> [Task brief] Below are entries; work out how many of their lines hold "source", giving only that number.

Dataset records:
——————————
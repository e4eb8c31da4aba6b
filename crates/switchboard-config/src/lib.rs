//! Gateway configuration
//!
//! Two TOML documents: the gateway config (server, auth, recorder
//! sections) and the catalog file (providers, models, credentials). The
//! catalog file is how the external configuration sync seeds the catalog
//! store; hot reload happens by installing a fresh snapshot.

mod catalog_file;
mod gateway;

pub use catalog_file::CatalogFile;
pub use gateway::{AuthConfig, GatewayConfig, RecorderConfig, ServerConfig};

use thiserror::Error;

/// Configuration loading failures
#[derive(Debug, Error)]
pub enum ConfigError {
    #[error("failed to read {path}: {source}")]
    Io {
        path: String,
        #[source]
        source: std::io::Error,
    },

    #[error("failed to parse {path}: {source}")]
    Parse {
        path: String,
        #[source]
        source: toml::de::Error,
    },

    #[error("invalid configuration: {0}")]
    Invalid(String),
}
——————————
> [Task result] 6